The 19th chapter of the book of Exodus describes this final week leading up to the giving of the Torah at Mount Sinai. Analyzing the Torah’s account, the Talmud pieces together the following chronicle of events for these six days—the first through the sixth of Sivan of the year 2448 from creation (1313 BCE):
1 Sivan: The Children of Israel encamp at the foot of Mount Sinai. Moses did not say anything at all to them that day, since they were exhausted from the journey.
2 Sivan: Moses ascends the mountain, and brings back the message that G‑d desires to designate the Children of Israel as His chosen people. (The second of Sivan is accordingly marked in our calendar as Yom HaMeyuchas, “The Day of Designation.”)
3 Sivan: G‑d instructs Moses to fence in Mount Sinai, marking the boundaries where everyone is to stand when G‑d reveals Himself upon the mountain.
4 Sivan: The people are instructed to sanctify themselves in preparation for the giving of the Torah, by suspending marital relations and immersing in a mikvah.
5 Sivan: Moses builds an altar at the foot of the mountain, and seals the covenant between G‑d and Israel. The entire people proclaim, “All that G‑d commands, we shall do and we shall hear.”

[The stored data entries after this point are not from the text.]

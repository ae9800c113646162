//! Container remux integration tests.
//!
//! Fixtures come from `tests/fixtures/generate_fixtures.sh`; tests skip
//! themselves when the files are absent.

use std::path::Path;

use stillcut::{Remuxer, StillcutError, probe_dimensions};

fn sample_video_path() -> &'static str {
    "tests/fixtures/sample_video.mp4"
}

#[test]
fn remux_mp4_to_mkv() {
    let path = sample_video_path();
    if !Path::new(path).exists() {
        return;
    }

    let temporary_directory = tempfile::tempdir().expect("Failed to create temp dir");
    let output = temporary_directory.path().join("output.mkv");

    let report = Remuxer::new(path, &output)
        .expect("Failed to create remuxer")
        .run()
        .expect("Failed to remux");

    assert_eq!(report.streams_mapped, 1);
    assert!(report.packets_written > 0);

    // The remuxed file is a readable container with the same video geometry.
    let dimensions = probe_dimensions(&output).expect("Failed to probe remuxed output");
    let original = probe_dimensions(path).expect("Failed to probe fixture");
    assert_eq!(dimensions, original);
}

#[test]
fn remux_with_forced_format() {
    let path = sample_video_path();
    if !Path::new(path).exists() {
        return;
    }

    let temporary_directory = tempfile::tempdir().expect("Failed to create temp dir");
    // No extension: the format must come from with_format.
    let output = temporary_directory.path().join("converted");

    let report = Remuxer::new(path, &output)
        .expect("Failed to create remuxer")
        .with_format("matroska")
        .run()
        .expect("Failed to remux with forced format");

    assert_eq!(report.streams_mapped, 1);
    probe_dimensions(&output).expect("Forced-format output should be readable");
}

#[test]
fn remux_nonexistent_input() {
    let result = Remuxer::new("this_file_does_not_exist.mkv", "out.mp4");
    assert!(result.is_err());

    let error_message = result.err().map(|e| e.to_string()).unwrap_or_default();
    assert!(
        error_message.contains("Failed to open media file"),
        "Error should mention file open failure: {error_message}",
    );
}

#[test]
fn remux_audio_only_input_has_nothing_to_map() {
    let path = "tests/fixtures/sample_audio_only.m4a";
    if !Path::new(path).exists() {
        return;
    }

    let temporary_directory = tempfile::tempdir().expect("Failed to create temp dir");
    let output = temporary_directory.path().join("output.mp4");

    let result = Remuxer::new(path, &output)
        .expect("Failed to create remuxer")
        .run();
    assert!(matches!(result, Err(StillcutError::NoVideoStream)));
}

#[test]
fn remux_into_incompatible_container_fails_explicitly() {
    let path = sample_video_path();
    if !Path::new(path).exists() {
        return;
    }

    let temporary_directory = tempfile::tempdir().expect("Failed to create temp dir");
    let output = temporary_directory.path().join("output.mp3");

    // MP3 is an audio-only container; carrying H.264 into it must surface
    // an explicit sink error, never a silently corrupt file.
    let result = Remuxer::new(path, &output)
        .expect("Failed to create remuxer")
        .run();
    assert!(
        matches!(result, Err(StillcutError::Sink(_))),
        "Expected an explicit sink error, got: {result:?}",
    );
}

6 Sivan: The giving of the Torah. G‑d reveals Himself to the entire nation and communicates the Ten Commandments.
A puzzling item in this account is the fact that on the first of Sivan “Moses did not say anything at all to them, since they were exhausted from the journey.” From the day they departed Egypt, the people had been eagerly awaiting the most important event in their history—their receiving of the Torah from G‑d. Our sages tell us that they literally counted the days (hence our annual practice of “counting the Omer” during the weeks that connect Passover to Shavuot). Does it follow that on the very day they arrived at Mount Sinai, they would do nothing at all in preparation for the great day?
At Sinai, the divine wisdom was revealed to man. Obviously, the human mind cannot attain the divine wisdom on its own; it that must be given to it by G‑d Himself. So, although G‑d instructed us to study His Torah, desiring that human intellect should serve as the vehicle by which we apprehend His truth, a crucial prerequisite to Torah study is the mind’s total abnegation of its ego. Only after it has voided itself of all pretension that it is capable of attaining the truth of truths on its own, can the mind become a fit vessel to receive it. In the words of the sages, “An empty vessel can receive; a full vessel cannot receive.”
So, the day on which “Moses did not say anything at all to them” was an integral part of their preparations for receiving the Torah. This was the day on which they undertook the most “exhausting journey” of emptying their souls of intellectual vanity and making themselves fit receptacles for the divine truth.